_The input_
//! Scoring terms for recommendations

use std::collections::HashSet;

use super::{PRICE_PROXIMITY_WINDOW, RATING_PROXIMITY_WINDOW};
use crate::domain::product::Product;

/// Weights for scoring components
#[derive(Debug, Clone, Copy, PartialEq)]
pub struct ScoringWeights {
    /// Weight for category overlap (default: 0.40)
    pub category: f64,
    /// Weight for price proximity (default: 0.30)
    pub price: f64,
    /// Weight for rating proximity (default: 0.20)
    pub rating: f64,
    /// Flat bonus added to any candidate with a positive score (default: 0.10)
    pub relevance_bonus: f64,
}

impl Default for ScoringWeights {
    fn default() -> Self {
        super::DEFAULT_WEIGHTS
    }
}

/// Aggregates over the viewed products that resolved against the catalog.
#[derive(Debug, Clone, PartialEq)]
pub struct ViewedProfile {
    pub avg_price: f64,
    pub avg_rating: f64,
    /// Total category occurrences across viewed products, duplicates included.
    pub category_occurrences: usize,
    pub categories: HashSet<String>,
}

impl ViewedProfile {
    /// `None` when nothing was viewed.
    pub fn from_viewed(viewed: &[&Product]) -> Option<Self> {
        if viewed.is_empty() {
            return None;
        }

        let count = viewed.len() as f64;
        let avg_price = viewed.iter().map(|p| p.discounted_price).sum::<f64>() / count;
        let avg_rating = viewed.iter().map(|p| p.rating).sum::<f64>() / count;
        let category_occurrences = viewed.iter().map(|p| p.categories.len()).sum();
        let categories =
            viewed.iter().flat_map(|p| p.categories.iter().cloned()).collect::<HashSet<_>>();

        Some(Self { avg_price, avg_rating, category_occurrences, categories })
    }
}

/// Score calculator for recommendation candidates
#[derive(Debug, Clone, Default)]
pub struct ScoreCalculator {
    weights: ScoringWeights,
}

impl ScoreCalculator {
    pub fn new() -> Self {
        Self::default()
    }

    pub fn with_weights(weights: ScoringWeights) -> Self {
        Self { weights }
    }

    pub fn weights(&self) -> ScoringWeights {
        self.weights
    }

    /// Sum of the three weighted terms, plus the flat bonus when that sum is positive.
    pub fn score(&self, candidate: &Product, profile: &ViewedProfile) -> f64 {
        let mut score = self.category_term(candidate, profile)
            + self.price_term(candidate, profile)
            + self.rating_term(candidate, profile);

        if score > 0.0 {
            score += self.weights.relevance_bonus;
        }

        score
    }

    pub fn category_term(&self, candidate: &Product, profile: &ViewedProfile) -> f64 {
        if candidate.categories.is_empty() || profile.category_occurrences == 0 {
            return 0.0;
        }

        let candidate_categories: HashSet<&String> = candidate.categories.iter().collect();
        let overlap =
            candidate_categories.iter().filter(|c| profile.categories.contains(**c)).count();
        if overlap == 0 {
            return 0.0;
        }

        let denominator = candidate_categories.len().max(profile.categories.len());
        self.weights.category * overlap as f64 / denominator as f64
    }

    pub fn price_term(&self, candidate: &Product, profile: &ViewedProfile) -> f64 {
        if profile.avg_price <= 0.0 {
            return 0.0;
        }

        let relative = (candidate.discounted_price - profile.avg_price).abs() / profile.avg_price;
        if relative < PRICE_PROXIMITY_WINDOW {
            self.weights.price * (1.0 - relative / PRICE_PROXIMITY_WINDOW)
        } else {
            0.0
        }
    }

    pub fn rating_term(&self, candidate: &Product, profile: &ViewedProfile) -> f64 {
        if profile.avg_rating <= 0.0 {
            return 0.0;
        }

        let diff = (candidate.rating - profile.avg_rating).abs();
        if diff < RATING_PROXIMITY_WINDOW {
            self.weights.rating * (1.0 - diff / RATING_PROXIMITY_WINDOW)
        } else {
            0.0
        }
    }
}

_Exercise_
Only lines containing the word "struct" should appear in the answer, and every such line from the records above must be there.

_Task output_
pub struct ScoringWeights {
pub struct ViewedProfile {
pub struct ScoreCalculator {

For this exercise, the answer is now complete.